(Testo di Renato Scotti e Gabriele Bisco – Fotogallery di Davide Valle) – San Grato (V sec – 470ca.), forse di origine greca e successore del protovescovo sant’Eustasio (V sec.), fu il secondo vescovo di Aosta. Probabilmente si formò nella comunità sacerdotale fondata nel IV secolo da sant’Eusebio di Vercelli, nella cui diocesi era compreso, in origine, anche il territorio della antica Augusta Praetoria (città romana fondata nel 25 a.C. da Ottaviano Augusto da cui Aosta prese il nome).

È patrono della città e della diocesi di Aosta e le sue spoglie sono custodite, ad Aosta, in un prezioso reliquiario in stile gotico in argento e rame dorato (iniziato da Guglielmo di Locana e portato a compimento dall’orafo fiammingo Jean de Malines) situato all’interno della cattedrale.

Le notizie attendibili su san Grato d’Aosta sono relativamente poche, nonostante molto abbia scritto di lui il canonico Jacques des Cours (1268 – 1285) nella “Magna legenda Sancti Grati” composta, con fine agiografico, nel XIII secolo quando le reliquie del santo vescovo vennero traslate dalla chiesa paleocristiana di san Lorenzo alla cattedrale.

Il dibattito sulla veridicità di quanto scritto nella Magna legenda cominciò già nel XVI secolo e solo negli anni Sessanta del secolo scorso lo storico e sacerdote valdostano Aimé-Pierre Frutaz (1907 – 1980) dimostrò inconfutabilmente che la “Magna legenda Sancti Grati” fu solamente un’invenzione del suo autore.

Vale tuttavia la pena ricordare che alla Magna legenda si deve una popolare iconografia che vede San Grato raffigurato con accanto la testa di san Giovanni Battista: secondo la Legenda, infatti, il ritrovamento prodigioso in Terrasanta di tale reliquia avvenne ad opera del santo vescovo di Aosta.

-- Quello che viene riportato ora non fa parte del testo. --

//! REST API: JSON views, error mapping and actix-web handlers.
//!
//! Mounted by `bin/web.rs` through [`configure`].

use crate::logic::{
    build_bracket, match_schedule, podium, register_competitor, register_match_result,
    BuildError, ResultError, StandingsError, TopologyError,
};
use crate::models::{
    Bracket, Competitor, CompetitorId, LabelError, Match, MatchId, Tournament, TournamentError,
    TournamentId,
};
use crate::store::Store;
use actix_web::{
    get,
    http::StatusCode,
    post,
    web::{self, Data, Json, Path},
    HttpResponse, ResponseError,
};
use chrono::{DateTime, Utc};
use parking_lot::Mutex;
use rand::rngs::StdRng;
use rand::{Rng, SeedableRng};
use serde::{Deserialize, Serialize};
use thiserror::Error;
use uuid::Uuid;

/// Shared application state: the store plus the random source used to seat competitors.
pub struct AppState {
    pub store: Store,
    rng: Mutex<StdRng>,
}

impl AppState {
    pub fn new(rng: StdRng) -> Self {
        Self {
            store: Store::new(),
            rng: Mutex::new(rng),
        }
    }
}

type State = Data<AppState>;

/// Every failure a handler can report, with its HTTP status.
#[derive(Debug, Error)]
pub enum ApiError {
    #[error("Target {0} does not exist")]
    NotFound(&'static str),
    #[error(transparent)]
    Label(#[from] LabelError),
    #[error(transparent)]
    Tournament(#[from] TournamentError),
    #[error(transparent)]
    Build(#[from] BuildError),
    #[error(transparent)]
    Result(#[from] ResultError),
    #[error(transparent)]
    Standings(#[from] StandingsError),
}

fn tournament_status(e: &TournamentError) -> StatusCode {
    match e {
        TournamentError::AlreadyStarted
        | TournamentError::AlreadyRegistered(_)
        | TournamentError::ImmutableAfterStart { .. } => StatusCode::CONFLICT,
        TournamentError::NotStarted | TournamentError::InvalidCompetitorCount => {
            StatusCode::UNPROCESSABLE_ENTITY
        }
    }
}

impl ResponseError for ApiError {
    fn status_code(&self) -> StatusCode {
        match self {
            ApiError::NotFound(_) => StatusCode::NOT_FOUND,
            ApiError::Label(_) => StatusCode::UNPROCESSABLE_ENTITY,
            ApiError::Tournament(e) => tournament_status(e),
            ApiError::Build(e) => match e {
                BuildError::NoCompetitors => StatusCode::UNPROCESSABLE_ENTITY,
                BuildError::AlreadyScheduled(_) => StatusCode::CONFLICT,
                BuildError::Tournament(e) => tournament_status(e),
                BuildError::Topology(TopologyError::NoCompetitors) => {
                    StatusCode::UNPROCESSABLE_ENTITY
                }
                BuildError::Topology(_) | BuildError::Slot(_) => StatusCode::INTERNAL_SERVER_ERROR,
            },
            ApiError::Result(e) => match e {
                ResultError::MatchNotFound(_) => StatusCode::NOT_FOUND,
                ResultError::AlreadyRegistered
                | ResultError::ShouldHaveAutomaticWinner
                | ResultError::NotAMatchCompetitor => StatusCode::CONFLICT,
                ResultError::MissingCompetitor | ResultError::NotStarted => {
                    StatusCode::UNPROCESSABLE_ENTITY
                }
                ResultError::MissingBracketMatch { .. }
                | ResultError::UnknownParticipant(_)
                | ResultError::SlotConflict(_) => StatusCode::INTERNAL_SERVER_ERROR,
            },
            ApiError::Standings(_) => StatusCode::UNPROCESSABLE_ENTITY,
        }
    }

    fn error_response(&self) -> HttpResponse {
        if self.status_code().is_server_error() {
            log::error!("{}", self);
        }
        HttpResponse::build(self.status_code()).json(serde_json::json!({ "detail": self.to_string() }))
    }
}

#[derive(Clone, Debug, Serialize)]
pub struct CompetitorView {
    pub uuid: Uuid,
    pub label: String,
}

impl From<&Competitor> for CompetitorView {
    fn from(c: &Competitor) -> Self {
        Self {
            uuid: c.id,
            label: c.label.clone(),
        }
    }
}

#[derive(Clone, Debug, Serialize)]
#[serde(rename_all = "camelCase")]
pub struct TournamentView {
    pub uuid: Uuid,
    pub label: String,
    pub number_competitors: Option<usize>,
    pub starting_round: Option<u32>,
    pub started_at: Option<DateTime<Utc>>,
}

impl From<&Tournament> for TournamentView {
    fn from(t: &Tournament) -> Self {
        let start = t.started();
        Self {
            uuid: t.id,
            label: t.label.clone(),
            number_competitors: start.map(|s| s.competitor_count),
            starting_round: start.map(|s| s.starting_round),
            started_at: start.map(|s| s.started_at),
        }
    }
}

#[derive(Clone, Debug, Serialize)]
#[serde(rename_all = "camelCase")]
pub struct MatchView {
    pub uuid: Uuid,
    pub round: u32,
    pub position: u32,
    pub competitor_a: Option<CompetitorView>,
    pub competitor_b: Option<CompetitorView>,
    pub winner: Option<CompetitorView>,
    pub loser: Option<CompetitorView>,
}

/// A match on its own, with the tournament it belongs to.
#[derive(Clone, Debug, Serialize)]
pub struct MatchDetailView {
    #[serde(flatten)]
    pub summary: MatchView,
    pub tournament: TournamentView,
}

fn competitor_view(store: &Store, id: Option<CompetitorId>) -> Option<CompetitorView> {
    id.and_then(|id| store.competitor(id)).map(|c| CompetitorView::from(&c))
}

fn match_view(store: &Store, m: &Match) -> MatchView {
    MatchView {
        uuid: m.id,
        round: m.round,
        position: m.position,
        competitor_a: competitor_view(store, m.slot_a),
        competitor_b: competitor_view(store, m.slot_b),
        winner: competitor_view(store, m.winner()),
        loser: competitor_view(store, m.loser()),
    }
}

fn match_detail_view(store: &Store, bracket: &Bracket, m: &Match) -> MatchDetailView {
    MatchDetailView {
        summary: match_view(store, m),
        tournament: TournamentView::from(&bracket.tournament),
    }
}

#[derive(Deserialize)]
struct LabelBody {
    label: String,
}

#[derive(Deserialize)]
#[serde(rename_all = "camelCase")]
struct RegisterCompetitorBody {
    competitor_uuid: CompetitorId,
}

#[derive(Deserialize)]
#[serde(rename_all = "camelCase")]
struct WinnerBody {
    winner_uuid: CompetitorId,
}

/// Path segment: tournament id (e.g. /api/tournaments/{id})
#[derive(Deserialize)]
struct TournamentPath {
    id: TournamentId,
}

/// Path segment: competitor id (e.g. /api/competitors/{id})
#[derive(Deserialize)]
struct CompetitorPath {
    id: CompetitorId,
}

/// Path segment: match id (e.g. /api/matches/{id})
#[derive(Deserialize)]
struct MatchPath {
    id: MatchId,
}

#[derive(Serialize)]
struct HealthResponse {
    ok: bool,
    service: &'static str,
}

#[get("/api/health")]
async fn api_health() -> HttpResponse {
    HttpResponse::Ok().json(HealthResponse {
        ok: true,
        service: "knockout-tournament-web",
    })
}

/// Create a competitor. Labels are trimmed and may repeat.
#[post("/api/competitors")]
async fn api_create_competitor(state: State, body: Json<LabelBody>) -> Result<HttpResponse, ApiError> {
    let competitor = Competitor::new(&body.label)?;
    let view = CompetitorView::from(&competitor);
    state.store.insert_competitor(competitor);
    Ok(HttpResponse::Created().json(view))
}

#[get("/api/competitors")]
async fn api_list_competitors(state: State) -> HttpResponse {
    let competitors: Vec<CompetitorView> = state
        .store
        .competitors()
        .iter()
        .map(CompetitorView::from)
        .collect();
    HttpResponse::Ok().json(serde_json::json!({ "competitors": competitors }))
}

#[get("/api/competitors/{id}")]
async fn api_get_competitor(state: State, path: Path<CompetitorPath>) -> Result<HttpResponse, ApiError> {
    let competitor = state
        .store
        .competitor(path.id)
        .ok_or(ApiError::NotFound("Competitor"))?;
    Ok(HttpResponse::Ok().json(CompetitorView::from(&competitor)))
}

/// Create an unstarted tournament.
#[post("/api/tournaments")]
async fn api_create_tournament(state: State, body: Json<LabelBody>) -> Result<HttpResponse, ApiError> {
    let tournament = Tournament::new(&body.label)?;
    let view = TournamentView::from(&tournament);
    state.store.insert_tournament(tournament);
    Ok(HttpResponse::Created().json(view))
}

#[get("/api/tournaments/{id}")]
async fn api_get_tournament(state: State, path: Path<TournamentPath>) -> Result<HttpResponse, ApiError> {
    let bracket = state
        .store
        .bracket(path.id)
        .ok_or(ApiError::NotFound("Tournament"))?;
    Ok(HttpResponse::Ok().json(TournamentView::from(&bracket.tournament)))
}

/// Register a competitor (tournament must not have started).
#[post("/api/tournaments/{id}/competitors")]
async fn api_register_competitor(
    state: State,
    path: Path<TournamentPath>,
    body: Json<RegisterCompetitorBody>,
) -> Result<HttpResponse, ApiError> {
    let competitor = state
        .store
        .competitor(body.competitor_uuid)
        .ok_or(ApiError::NotFound("Competitor"))?;
    let tournament = state
        .store
        .update(path.id, |bracket| {
            register_competitor(bracket, competitor.id)?;
            Ok::<_, TournamentError>(TournamentView::from(&bracket.tournament))
        })
        .ok_or(ApiError::NotFound("Tournament"))??;
    Ok(HttpResponse::Created().json(serde_json::json!({
        "tournament": tournament,
        "competitor": CompetitorView::from(&competitor),
    })))
}

/// Start the tournament: generate the full bracket.
///
/// The shared generator only hands out a seed; the shuffle itself runs on a
/// per-call generator so starts of different tournaments never wait on each other.
#[post("/api/tournaments/{id}/start")]
async fn api_start_tournament(state: State, path: Path<TournamentPath>) -> Result<HttpResponse, ApiError> {
    let seed: u64 = state.rng.lock().gen();
    let mut rng = StdRng::seed_from_u64(seed);
    let bracket = state
        .store
        .update(path.id, |bracket| {
            build_bracket(bracket, &mut rng, Utc::now())?;
            Ok::<_, BuildError>(bracket.clone())
        })
        .ok_or(ApiError::NotFound("Tournament"))??;

    let store = &state.store;
    let competitors: Vec<CompetitorView> = bracket
        .participations
        .iter()
        .filter_map(|p| competitor_view(store, Some(p.competitor_id)))
        .collect();
    let matches: Vec<MatchView> = bracket.matches.iter().map(|m| match_view(store, m)).collect();
    Ok(HttpResponse::Ok().json(serde_json::json!({
        "tournament": TournamentView::from(&bracket.tournament),
        "competitors": competitors,
        "matches": matches,
    })))
}

/// Played and playable matches of a started tournament.
#[get("/api/tournaments/{id}/matches")]
async fn api_list_matches(state: State, path: Path<TournamentPath>) -> Result<HttpResponse, ApiError> {
    let bracket = state
        .store
        .bracket(path.id)
        .ok_or(ApiError::NotFound("Tournament"))?;
    let schedule = match_schedule(&bracket)?;
    let store = &state.store;
    let past: Vec<MatchView> = schedule.past.iter().map(|m| match_view(store, m)).collect();
    let upcoming: Vec<MatchView> = schedule.upcoming.iter().map(|m| match_view(store, m)).collect();
    Ok(HttpResponse::Ok().json(serde_json::json!({
        "tournament": TournamentView::from(&bracket.tournament),
        "past": past,
        "upcoming": upcoming,
    })))
}

/// Podium of a finished tournament.
#[get("/api/tournaments/{id}/result")]
async fn api_tournament_result(state: State, path: Path<TournamentPath>) -> Result<HttpResponse, ApiError> {
    let bracket = state
        .store
        .bracket(path.id)
        .ok_or(ApiError::NotFound("Tournament"))?;
    let top4: Vec<CompetitorView> = podium(&bracket)?
        .into_iter()
        .filter_map(|id| competitor_view(&state.store, Some(id)))
        .collect();
    Ok(HttpResponse::Ok().json(serde_json::json!({
        "tournament": TournamentView::from(&bracket.tournament),
        "top4": top4,
    })))
}

#[get("/api/matches/{id}")]
async fn api_get_match(state: State, path: Path<MatchPath>) -> Result<HttpResponse, ApiError> {
    let bracket = state
        .store
        .tournament_of_match(path.id)
        .and_then(|t| state.store.bracket(t))
        .ok_or(ApiError::NotFound("Match"))?;
    let m = bracket.find_match(path.id).ok_or(ApiError::NotFound("Match"))?;
    Ok(HttpResponse::Ok().json(match_detail_view(&state.store, &bracket, m)))
}

/// Register the winner of a match.
#[post("/api/matches/{id}")]
async fn api_register_match_result(
    state: State,
    path: Path<MatchPath>,
    body: Json<WinnerBody>,
) -> Result<HttpResponse, ApiError> {
    let tournament_id = state
        .store
        .tournament_of_match(path.id)
        .ok_or(ApiError::NotFound("Match"))?;
    let (bracket, m) = state
        .store
        .update(tournament_id, |bracket| {
            let m = register_match_result(bracket, path.id, body.winner_uuid, Utc::now())?.clone();
            Ok::<_, ResultError>((bracket.clone(), m))
        })
        .ok_or(ApiError::NotFound("Match"))??;
    Ok(HttpResponse::Ok().json(match_detail_view(&state.store, &bracket, &m)))
}

/// Mount every route on an actix `App`.
pub fn configure(cfg: &mut web::ServiceConfig) {
    cfg.service(api_health)
        .service(api_create_competitor)
        .service(api_list_competitors)
        .service(api_get_competitor)
        .service(api_create_tournament)
        .service(api_get_tournament)
        .service(api_register_competitor)
        .service(api_start_tournament)
        .service(api_list_matches)
        .service(api_tournament_result)
        .service(api_get_match)
        .service(api_register_match_result);
}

È invece certo che nel 451 il vescovo Eustasio inviò in sua rappresentanza Grato, all’ora semplice presbitero, al Concilio provinciale di Milano, presieduto da sant’Eusebio di Milano (? – 462), convocato per contribuire alla soluzione della diatriba sulle due nature di Cristo – quella umana e quella divina – e condannare, su esplicita richiesta di papa san Leone Magno (390ca.  – 461), il Concilio di Efeso che nel 449 aveva accolto l’eretica dottrina monofisita (in Cristo c’è solo la natura divina che ha assorbito quella umana) predicata dal monaco Eutiche (378 – 454).

Grato appose la propria firma, per conto del vescovo Eustasio, sulla lettera inviata a papa Leone a conclusione dell’assise.

Il Concilio ecumenico di Calcedonia (451) invalidò il Concilio di Efeso del 449 (condotto con metodi irregolari e in un clima di violenza, al punto da passare alla storia come “sinodo dei ladroni” o “Latrocinio”), confermò le decisioni e le formule di fede del Concilio ecumenico di Efeso del 431 e condannò il monofisismo di Eutiche, ribadendo solennemente la dottrina dell’Incarnazione e della coesistenza delle due nature – umana e divina, «senza confusione, immutabili, indivise, inseparabili» – nell’unica persona di Gesù Cristo.

Grato è un santo taumaturgo e la diffusione del suo culto nell’Italia nord-occidentale è legata alla sua protezione sui frutti della terra dalle intemperie e dai flagelli.

Oltre che in Valle d’Aosta, è molto venerato in Piemonte.

Qui, un tempo, era tradizione che delegati delle parrocchie più soggette alle tempeste e alla grandine si recassero ad Aosta con generose offerte e ritornassero con ceri appositamente benedetti: questi, in caso di necessità, venivano accesi per accompagnare preghiere di supplica a san Grato affinché le tempeste fossero allontanate o almeno placate.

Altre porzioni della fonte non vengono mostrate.